Problem to work on — Check each line of the listing below for the string "storefront", and copy the ones that have it.

Dataset records —
★ ★ ★ ★

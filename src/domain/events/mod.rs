//! Domain events
use crate::domain::value_objects::Sku;
use rust_decimal::Decimal;

#[derive(Clone, Debug)]
pub enum DomainEvent {
    Product(ProductEvent),
    Order(OrderEvent),
}

#[derive(Clone, Debug)]
pub enum ProductEvent {
    Created { product_id: String, sku: Sku },
    Published { product_id: String },
    InventoryAdded { product_id: String, quantity: u32 },
    InventoryRemoved { product_id: String, quantity: u32 },
}

#[derive(Clone, Debug)]
pub enum OrderEvent {
    Created { order_id: String, customer_id: String },
    Confirmed { order_id: String, total: Decimal },
    Paid { order_id: String },
    Shipped { order_id: String, tracking: Option<String> },
    Delivered { order_id: String },
    Cancelled { order_id: String },
}
//! Value objects shared across the storefront domain.

use rust_decimal::Decimal;
use serde::{Deserialize, Serialize};
use std::fmt;
use thiserror::Error;

/// SKU (Stock Keeping Unit) value object
#[derive(Clone, Debug, PartialEq, Eq, Hash, Serialize, Deserialize)]
pub struct Sku(String);

impl Sku {
    pub fn new(value: impl Into<String>) -> Result<Self, SkuError> {
        let value = value.into().trim().to_uppercase();
        if value.is_empty() {
            return Err(SkuError::Empty);
        }
        if value.len() > 50 {
            return Err(SkuError::TooLong);
        }
        Ok(Self(value))
    }

    pub fn as_str(&self) -> &str {
        &self.0
    }
}

impl fmt::Display for Sku {
    fn fmt(&self, f: &mut fmt::Formatter<'_>) -> fmt::Result {
        write!(f, "{}", self.0)
    }
}

#[derive(Error, Debug, Clone)]
pub enum SkuError {
    #[error("SKU empty")]
    Empty,
    #[error("SKU too long")]
    TooLong,
}

/// Money value object. The storefront trades in rupees.
#[derive(Clone, Debug, PartialEq, Eq, Serialize, Deserialize)]
pub struct Money {
    amount: Decimal,
    currency: String,
}

impl Money {
    pub fn new(amount: Decimal, currency: &str) -> Self {
        Self {
            amount,
            currency: currency.to_string(),
        }
    }

    pub fn inr(amount: Decimal) -> Self {
        Self::new(amount, "INR")
    }

    pub fn zero(currency: &str) -> Self {
        Self::new(Decimal::ZERO, currency)
    }

    pub fn amount(&self) -> Decimal {
        self.amount
    }

    pub fn currency(&self) -> &str {
        &self.currency
    }

    pub fn add(&self, other: &Money) -> Result<Money, MoneyError> {
        if self.currency != other.currency {
            return Err(MoneyError::CurrencyMismatch);
        }
        Ok(Money::new(self.amount + other.amount, &self.currency))
    }

    pub fn subtract(&self, other: &Money) -> Result<Money, MoneyError> {
        if self.currency != other.currency {
            return Err(MoneyError::CurrencyMismatch);
        }
        Ok(Money::new(self.amount - other.amount, &self.currency))
    }

    pub fn multiply(&self, qty: u32) -> Money {
        Money::new(self.amount * Decimal::from(qty), &self.currency)
    }
}

impl Default for Money {
    fn default() -> Self {
        Self::zero("INR")
    }
}

#[derive(Error, Debug, Clone)]
pub enum MoneyError {
    #[error("Currency mismatch")]
    CurrencyMismatch,
}

/// Quantity value object
#[derive(Clone, Debug, PartialEq, Eq, Serialize, Deserialize)]
pub struct Quantity(u32);

impl Quantity {
    pub fn new(value: u32) -> Self {
        Self(value)
    }

    pub fn value(&self) -> u32 {
        self.0
    }

    pub fn add(&self, other: u32) -> Self {
        Self(self.0.saturating_add(other))
    }

    pub fn subtract(&self, other: u32) -> Option<Self> {
        if other > self.0 {
            None
        } else {
            Some(Self(self.0 - other))
        }
    }

    pub fn is_zero(&self) -> bool {
        self.0 == 0
    }
}

impl Default for Quantity {
    fn default() -> Self {
        Self(0)
    }
}

#[cfg(test)]
mod tests {
    use super::*;

    #[test]
    fn sku_is_normalized() {
        let sku = Sku::new("  hvl-sofa-01 ").unwrap();
        assert_eq!(sku.as_str(), "HVL-SOFA-01");
    }

    #[test]
    fn empty_sku_is_rejected() {
        assert!(matches!(Sku::new("   "), Err(SkuError::Empty)));
    }

    #[test]
    fn money_adds_and_subtracts_in_one_currency() {
        let a = Money::inr(Decimal::new(64_999, 0));
        let b = Money::inr(Decimal::new(5_000, 0));
        assert_eq!(a.add(&b).unwrap().amount(), Decimal::new(69_999, 0));
        assert_eq!(a.subtract(&b).unwrap().amount(), Decimal::new(59_999, 0));
    }

    #[test]
    fn mixed_currencies_do_not_combine() {
        let a = Money::inr(Decimal::ONE);
        let b = Money::new(Decimal::ONE, "USD");
        assert!(a.add(&b).is_err());
        assert!(a.subtract(&b).is_err());
    }

    #[test]
    fn quantity_subtraction_is_checked() {
        let q = Quantity::new(3);
        assert_eq!(q.subtract(2).unwrap().value(), 1);
        assert!(q.subtract(4).is_none());
    }
}
//! Caching utilities.

pub mod timed_cache;

pub use timed_cache::TimedCache;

★ ★ ★ ★

Exercise solution —
//! Value objects shared across the storefront domain.
/// Money value object. The storefront trades in rupees.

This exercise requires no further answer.